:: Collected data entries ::
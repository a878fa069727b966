//! In-memory transport for session tests.

use std::sync::Arc;
use std::sync::atomic::{AtomicBool, AtomicUsize, Ordering};

use async_trait::async_trait;
use parking_lot::Mutex;
use tokio::sync::mpsc;

use crate::application::ports::{Dialer, FrameReader, FrameWriter, TransportError};

/// Feeds frames to a [`ScriptedReader`] and observes its writer.
#[derive(Clone)]
pub struct Script {
    frames: mpsc::UnboundedSender<Result<String, TransportError>>,
    pub pings: Arc<AtomicUsize>,
    pub closes: Arc<AtomicUsize>,
    pub fail_pings: Arc<AtomicBool>,
}

impl Script {
    pub fn push(&self, frame: impl Into<String>) {
        let _ = self.frames.send(Ok(frame.into()));
    }

    pub fn fail(&self, error: TransportError) {
        let _ = self.frames.send(Err(error));
    }

    pub fn closes(&self) -> usize {
        self.closes.load(Ordering::SeqCst)
    }

    pub fn pings(&self) -> usize {
        self.pings.load(Ordering::SeqCst)
    }
}

/// Read half yielding pushed frames; pends while none are queued and reports
/// `Closed` once every [`Script`] is dropped.
pub struct ScriptedReader {
    frames: mpsc::UnboundedReceiver<Result<String, TransportError>>,
}

#[async_trait]
impl FrameReader for ScriptedReader {
    async fn read_frame(&mut self) -> Result<String, TransportError> {
        self.frames.recv().await.unwrap_or(Err(TransportError::Closed))
    }
}

pub struct ScriptedWriter {
    pings: Arc<AtomicUsize>,
    closes: Arc<AtomicUsize>,
    fail_pings: Arc<AtomicBool>,
}

#[async_trait]
impl FrameWriter for ScriptedWriter {
    async fn send_ping(&mut self) -> Result<(), TransportError> {
        if self.fail_pings.load(Ordering::SeqCst) {
            return Err(TransportError::Closed);
        }
        self.pings.fetch_add(1, Ordering::SeqCst);
        Ok(())
    }

    async fn close(&mut self) -> Result<(), TransportError> {
        self.closes.fetch_add(1, Ordering::SeqCst);
        Ok(())
    }
}

pub fn scripted() -> (Script, ScriptedReader, ScriptedWriter) {
    let (tx, rx) = mpsc::unbounded_channel();
    let script = Script {
        frames: tx,
        pings: Arc::default(),
        closes: Arc::default(),
        fail_pings: Arc::default(),
    };
    let writer = ScriptedWriter {
        pings: script.pings.clone(),
        closes: script.closes.clone(),
        fail_pings: script.fail_pings.clone(),
    };
    (script, ScriptedReader { frames: rx }, writer)
}

/// Dialer handing out pre-built scripted connections in order.
#[derive(Default)]
pub struct ScriptedDialer {
    connections: Mutex<Vec<(ScriptedReader, ScriptedWriter)>>,
    pub dialed: Mutex<Vec<String>>,
    pub failures_before_success: AtomicUsize,
}

impl ScriptedDialer {
    pub fn with_connection() -> (Self, Script) {
        let (script, reader, writer) = scripted();
        let dialer = Self::default();
        dialer.connections.lock().push((reader, writer));
        (dialer, script)
    }

    pub fn refusing() -> Self {
        Self::default()
    }

    pub fn dialed(&self) -> Vec<String> {
        self.dialed.lock().clone()
    }
}

#[async_trait]
impl Dialer for ScriptedDialer {
    type Reader = ScriptedReader;
    type Writer = ScriptedWriter;

    async fn dial(&self, url: &str) -> Result<(ScriptedReader, ScriptedWriter), TransportError> {
        self.dialed.lock().push(url.to_string());

        let pending_failures = self.failures_before_success.load(Ordering::SeqCst);
        if pending_failures > 0 {
            self.failures_before_success.store(pending_failures - 1, Ordering::SeqCst);
            return Err(TransportError::Connect("connection refused".into()));
        }

        self.connections
            .lock()
            .pop()
            .ok_or_else(|| TransportError::Connect("connection refused".into()))
    }
}

pub fn trade_frame(trade_id: u64) -> String {
    format!(
        r#"{{"e":"trade","E":1672515782136,"s":"BNBBTC","t":{trade_id},"p":"0.001","q":"100","b":88,"a":50,"T":1672515782136,"m":true,"M":true}}"#
    )
}

pub const ACCOUNT_INFO_FRAME: &str = r#"{"e":"outboundAccountInfo","E":1499405658849,"m":0,"t":0,"b":0,"s":0,"T":true,"W":true,"D":true,"u":1499405658848,"B":[{"a":"BTC","f":"1.5","l":"0"}]}"#;

pub const EXECUTION_REPORT_FRAME: &str = r#"{"e":"executionReport","E":1499405658658,"s":"ETHBTC","c":"mUvoqJxFIILMdfAW5iGSOW","S":"BUY","o":"LIMIT","f":"GTC","q":"1.00000000","p":"0.10264410","P":"0.00000000","F":"0.00000000","g":-1,"C":"","x":"NEW","X":"NEW","r":"NONE","i":4293153,"l":"0.00000000","z":"0.00000000","L":"0.00000000","n":"0","N":null,"T":1499405658657,"t":-1,"I":8641984,"w":true,"m":false,"M":false,"O":1499405658657,"Z":"0.00000000"}"#;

:: Problem requirements ::
An exact transcription of the entries is needed, complete to the final line.

:: Task output ::
repository a878fa069727b966
//! In-memory transport for session tests.

use std::sync::Arc;
use std::sync::atomic::{AtomicBool, AtomicUsize, Ordering};

use async_trait::async_trait;
use parking_lot::Mutex;
use tokio::sync::mpsc;

use crate::application::ports::{Dialer, FrameReader, FrameWriter, TransportError};

/// Feeds frames to a [`ScriptedReader`] and observes its writer.
#[derive(Clone)]
pub struct Script {
    frames: mpsc::UnboundedSender<Result<String, TransportError>>,
    pub pings: Arc<AtomicUsize>,
    pub closes: Arc<AtomicUsize>,
    pub fail_pings: Arc<AtomicBool>,
}

impl Script {
    pub fn push(&self, frame: impl Into<String>) {
        let _ = self.frames.send(Ok(frame.into()));
    }

    pub fn fail(&self, error: TransportError) {
        let _ = self.frames.send(Err(error));
    }

    pub fn closes(&self) -> usize {
        self.closes.load(Ordering::SeqCst)
    }

    pub fn pings(&self) -> usize {
        self.pings.load(Ordering::SeqCst)
    }
}

/// Read half yielding pushed frames; pends while none are queued and reports
/// `Closed` once every [`Script`] is dropped.
pub struct ScriptedReader {
    frames: mpsc::UnboundedReceiver<Result<String, TransportError>>,
}

#[async_trait]
impl FrameReader for ScriptedReader {
    async fn read_frame(&mut self) -> Result<String, TransportError> {
        self.frames.recv().await.unwrap_or(Err(TransportError::Closed))
    }
}

pub struct ScriptedWriter {
    pings: Arc<AtomicUsize>,
    closes: Arc<AtomicUsize>,
    fail_pings: Arc<AtomicBool>,
}

#[async_trait]
impl FrameWriter for ScriptedWriter {
    async fn send_ping(&mut self) -> Result<(), TransportError> {
        if self.fail_pings.load(Ordering::SeqCst) {
            return Err(TransportError::Closed);
        }
        self.pings.fetch_add(1, Ordering::SeqCst);
        Ok(())
    }

    async fn close(&mut self) -> Result<(), TransportError> {
        self.closes.fetch_add(1, Ordering::SeqCst);
        Ok(())
    }
}

pub fn scripted() -> (Script, ScriptedReader, ScriptedWriter) {
    let (tx, rx) = mpsc::unbounded_channel();
    let script = Script {
        frames: tx,
        pings: Arc::default(),
        closes: Arc::default(),
        fail_pings: Arc::default(),
    };
    let writer = ScriptedWriter {
        pings: script.pings.clone(),
        closes: script.closes.clone(),
        fail_pings: script.fail_pings.clone(),
    };
    (script, ScriptedReader { frames: rx }, writer)
}

/// Dialer handing out pre-built scripted connections in order.
#[derive(Default)]
pub struct ScriptedDialer {
    connections: Mutex<Vec<(ScriptedReader, ScriptedWriter)>>,
    pub dialed: Mutex<Vec<String>>,
    pub failures_before_success: AtomicUsize,
}

impl ScriptedDialer {
    pub fn with_connection() -> (Self, Script) {
        let (script, reader, writer) = scripted();
        let dialer = Self::default();
        dialer.connections.lock().push((reader, writer));
        (dialer, script)
    }

    pub fn refusing() -> Self {
        Self::default()
    }

    pub fn dialed(&self) -> Vec<String> {
        self.dialed.lock().clone()
    }
}

#[async_trait]
impl Dialer for ScriptedDialer {
    type Reader = ScriptedReader;
    type Writer = ScriptedWriter;

    async fn dial(&self, url: &str) -> Result<(ScriptedReader, ScriptedWriter), TransportError> {
        self.dialed.lock().push(url.to_string());

        let pending_failures = self.failures_before_success.load(Ordering::SeqCst);
        if pending_failures > 0 {
            self.failures_before_success.store(pending_failures - 1, Ordering::SeqCst);
            return Err(TransportError::Connect("connection refused".into()));
        }

        self.connections
            .lock()
            .pop()
            .ok_or_else(|| TransportError::Connect("connection refused".into()))
    }
}

pub fn trade_frame(trade_id: u64) -> String {
    format!(
        r#"{{"e":"trade","E":1672515782136,"s":"BNBBTC","t":{trade_id},"p":"0.001","q":"100","b":88,"a":50,"T":1672515782136,"m":true,"M":true}}"#
    )
}

pub const ACCOUNT_INFO_FRAME: &str = r#"{"e":"outboundAccountInfo","E":1499405658849,"m":0,"t":0,"b":0,"s":0,"T":true,"W":true,"D":true,"u":1499405658848,"B":[{"a":"BTC","f":"1.5","l":"0"}]}"#;

pub const EXECUTION_REPORT_FRAME: &str = r#"{"e":"executionReport","E":1499405658658,"s":"ETHBTC","c":"mUvoqJxFIILMdfAW5iGSOW","S":"BUY","o":"LIMIT","f":"GTC","q":"1.00000000","p":"0.10264410","P":"0.00000000","F":"0.00000000","g":-1,"C":"","x":"NEW","X":"NEW","r":"NONE","i":4293153,"l":"0.00000000","z":"0.00000000","L":"0.00000000","n":"0","N":null,"T":1499405658657,"t":-1,"I":8641984,"w":true,"m":false,"M":false,"O":1499405658657,"Z":"0.00000000"}"#;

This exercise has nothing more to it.